→ Aim of the exercise
The entries are to be given again in full. Every word must match.

→ Information supplied
########

//! Error types and result types for repository operations.
//!
//! Every fallible repository call returns [`RepositoryResult<T>`]. Errors raised by the
//! underlying store are carried unchanged inside [`RepositoryError::Backend`] so callers
//! can still downcast to the driver's own error type.

use bson::error::Error as BsonError;
use std::error::Error as StdError;
use thiserror::Error;

/// Represents all possible errors that can occur when calling a repository.
#[derive(Error, Debug)]
pub enum RepositoryError {
    /// An error raised by the underlying document store, kept as the error source.
    #[error("Backend error: {0}")]
    Backend(#[source] Box<dyn StdError + Send + Sync>),
    /// Conversion between Rust values and BSON failed.
    #[error("Serialization error: {0}")]
    Serialization(String),
    /// Error during repository construction or connection setup.
    #[error("Initialization error: {0}")]
    Initialization(String),
    /// The document has an invalid structure for the requested operation.
    #[error("Invalid document: {0}")]
    InvalidDocument(String),
    /// The index definition cannot be created.
    #[error("Invalid index: {0}")]
    InvalidIndex(String),
    /// The named index does not exist on the collection.
    #[error("Index not found: {0}")]
    IndexNotFound(String),
    /// A write would violate a unique index.
    #[error("Duplicate key: {0}")]
    DuplicateKey(String),
    /// A query, update, or pipeline operator is not supported by the repository.
    #[error("Unsupported operator: {0}")]
    UnsupportedOperator(String),
}

impl RepositoryError {
    /// Wraps a store error without altering it.
    pub fn backend<E>(err: E) -> Self
    where
        E: StdError + Send + Sync + 'static,
    {
        RepositoryError::Backend(Box::new(err))
    }

    /// Returns the wrapped store error as `E`, if this is a backend error of that type.
    pub fn downcast_backend<E>(&self) -> Option<&E>
    where
        E: StdError + 'static,
    {
        match self {
            RepositoryError::Backend(err) => err.downcast_ref::<E>(),
            _ => None,
        }
    }
}

/// A specialized `Result` type for repository operations.
pub type RepositoryResult<T> = Result<T, RepositoryError>;

impl From<BsonError> for RepositoryError {
    fn from(err: BsonError) -> Self {
        RepositoryError::Serialization(err.to_string())
    }
}

#[cfg(test)]
mod tests {
    use super::*;
    use std::{fmt, io};

    #[derive(Debug)]
    struct DriverError;

    impl fmt::Display for DriverError {
        fn fmt(&self, f: &mut fmt::Formatter<'_>) -> fmt::Result {
            write!(f, "connection reset")
        }
    }

    impl StdError for DriverError {}

    #[test]
    fn backend_errors_keep_their_source() {
        let err = RepositoryError::backend(DriverError);

        assert_eq!(err.to_string(), "Backend error: connection reset");
        assert!(err.downcast_backend::<DriverError>().is_some());
        assert!(err.downcast_backend::<io::Error>().is_none());
        assert!(err.source().is_some());
    }

    #[test]
    fn non_backend_errors_do_not_downcast() {
        let err = RepositoryError::InvalidIndex("no keys".into());

        assert!(err.downcast_backend::<DriverError>().is_none());
    }
}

########

→ Result below
//! Error types and result types for repository operations.
//!
//! Every fallible repository call returns [`RepositoryResult<T>`]. Errors raised by the
//! underlying store are carried unchanged inside [`RepositoryError::Backend`] so callers
//! can still downcast to the driver's own error type.

use bson::error::Error as BsonError;
use std::error::Error as StdError;
use thiserror::Error;

/// Represents all possible errors that can occur when calling a repository.
#[derive(Error, Debug)]
pub enum RepositoryError {
    /// An error raised by the underlying document store, kept as the error source.
    #[error("Backend error: {0}")]
    Backend(#[source] Box<dyn StdError + Send + Sync>),
    /// Conversion between Rust values and BSON failed.
    #[error("Serialization error: {0}")]
    Serialization(String),
    /// Error during repository construction or connection setup.
    #[error("Initialization error: {0}")]
    Initialization(String),
    /// The document has an invalid structure for the requested operation.
    #[error("Invalid document: {0}")]
    InvalidDocument(String),
    /// The index definition cannot be created.
    #[error("Invalid index: {0}")]
    InvalidIndex(String),
    /// The named index does not exist on the collection.
    #[error("Index not found: {0}")]
    IndexNotFound(String),
    /// A write would violate a unique index.
    #[error("Duplicate key: {0}")]
    DuplicateKey(String),
    /// A query, update, or pipeline operator is not supported by the repository.
    #[error("Unsupported operator: {0}")]
    UnsupportedOperator(String),
}

impl RepositoryError {
    /// Wraps a store error without altering it.
    pub fn backend<E>(err: E) -> Self
    where
        E: StdError + Send + Sync + 'static,
    {
        RepositoryError::Backend(Box::new(err))
    }

    /// Returns the wrapped store error as `E`, if this is a backend error of that type.
    pub fn downcast_backend<E>(&self) -> Option<&E>
    where
        E: StdError + 'static,
    {
        match self {
            RepositoryError::Backend(err) => err.downcast_ref::<E>(),
            _ => None,
        }
    }
}

/// A specialized `Result` type for repository operations.
pub type RepositoryResult<T> = Result<T, RepositoryError>;

impl From<BsonError> for RepositoryError {
    fn from(err: BsonError) -> Self {
        RepositoryError::Serialization(err.to_string())
    }
}

#[cfg(test)]
mod tests {
    use super::*;
    use std::{fmt, io};

    #[derive(Debug)]
    struct DriverError;

    impl fmt::Display for DriverError {
        fn fmt(&self, f: &mut fmt::Formatter<'_>) -> fmt::Result {
            write!(f, "connection reset")
        }
    }

    impl StdError for DriverError {}

    #[test]
    fn backend_errors_keep_their_source() {
        let err = RepositoryError::backend(DriverError);

        assert_eq!(err.to_string(), "Backend error: connection reset");
        assert!(err.downcast_backend::<DriverError>().is_some());
        assert!(err.downcast_backend::<io::Error>().is_none());
        assert!(err.source().is_some());
    }

    #[test]
    fn non_backend_errors_do_not_downcast() {
        let err = RepositoryError::InvalidIndex("no keys".into());

        assert!(err.downcast_backend::<DriverError>().is_none());
    }
}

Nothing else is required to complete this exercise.